Exhibit 5.1
February 10, 2023
Intel Corporation
2200 Mission College Boulevard
Santa Clara, California 95054
Registration Statement on Form S-3 (File No. 333-269522)
Ladies and Gentlemen:
We have examined the Registration Statement on Form S-3, File No. 333-269522, of Intel Corporation, a Delaware corporation (the “Company”), filed with the Securities and Exchange Commission (the “Commission”) pursuant to Rule 462 under the Securities Act of 1933, as amended (the “Securities Act”), on February 2, 2023 (the “Registration Statement”), the preliminary prospectus supplement related thereto dated February 7, 2023 in the form filed with the Commission pursuant to Rule 424(b) under the Securities Act on February 7, 2023, the final pricing term sheet dated February 7, 2023 in the form filed with the Commission pursuant to Rule 433 under the Securities Act on February 7, 2023, and the final prospectus supplement dated February 7, 2023 in the form filed with the Commission pursuant to Rule 424(b) under the Securities Act on February [8], 2023 in connection with the offering and sale by the Company of $1,500,000,000 aggregate principal amount of 4.875% Senior Notes due 2026, $1,750,000,000 aggregate principal amount of 4.875% Senior Notes due 2028, $1,250,000,000 aggregate principal amount of 5.125% Senior Notes due 2030, $2,250,000,000 aggregate principal amount of 5.200% Senior Notes due 2033, $1,000,000,000 aggregate principal amount of 5.625% Senior Notes due 2043, $2,000,000,000 aggregate principal amount of 5.700% Senior Notes due 2053 and $1,250,000,000 aggregate principal amount of 5.900% Senior Notes due 2063 (collectively, the “Notes”).
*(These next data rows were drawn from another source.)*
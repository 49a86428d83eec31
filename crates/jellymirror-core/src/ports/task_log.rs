//! Task log port (driven/secondary port)
//!
//! Durable storage for [`TaskRun`] rows. The schedulers read it to decide
//! whether a tick may start a run; the engine writes one row per run.

use crate::domain::{RunId, TaskName, TaskRun};

#[async_trait::async_trait]
pub trait ITaskLog: Send + Sync {
    /// Persists a freshly started run
    async fn insert_run(&self, run: &TaskRun) -> anyhow::Result<()>;

    /// Overwrites result, duration and logged lines of an existing run
    async fn update_run(&self, run: &TaskRun) -> anyhow::Result<()>;

    async fn get_run(&self, id: RunId) -> anyhow::Result<Option<TaskRun>>;

    /// Most recent run of a kind, by start time
    async fn latest_run(&self, name: TaskName) -> anyhow::Result<Option<TaskRun>>;

    /// Any run of the kind still marked `Running`
    async fn running_run(&self, name: TaskName) -> anyhow::Result<Option<TaskRun>>;

    /// Marks `Running` rows of the kind as `Failed`; returns rows changed
    async fn fail_stale_running(&self, name: TaskName) -> anyhow::Result<u64>;

    /// Newest runs first
    async fn recent_runs(&self, limit: u32) -> anyhow::Result<Vec<TaskRun>>;
}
The Notes are being issued pursuant to an indenture dated as of March 29, 2006, as supplemented by the first supplemental indenture dated as of December 3, 2007 (together, the “Base Indenture”) between the Company and Computershare Trust Company, National Association (as successor to Wells Fargo Bank, National Association), as successor trustee (the “Trustee”), together with the nineteenth supplemental indenture dated as of February 10, 2023 with respect to the Notes (the “Nineteenth Supplemental Indenture” and, together with the Base Indenture, the “Indenture”). In connection with the issuance of the Notes, the Company has entered into an Underwriting Agreement, dated as of February 7, 2023 (the “Underwriting Agreement”), between the Company and the representatives of the several underwriters named therein (the “Underwriters”).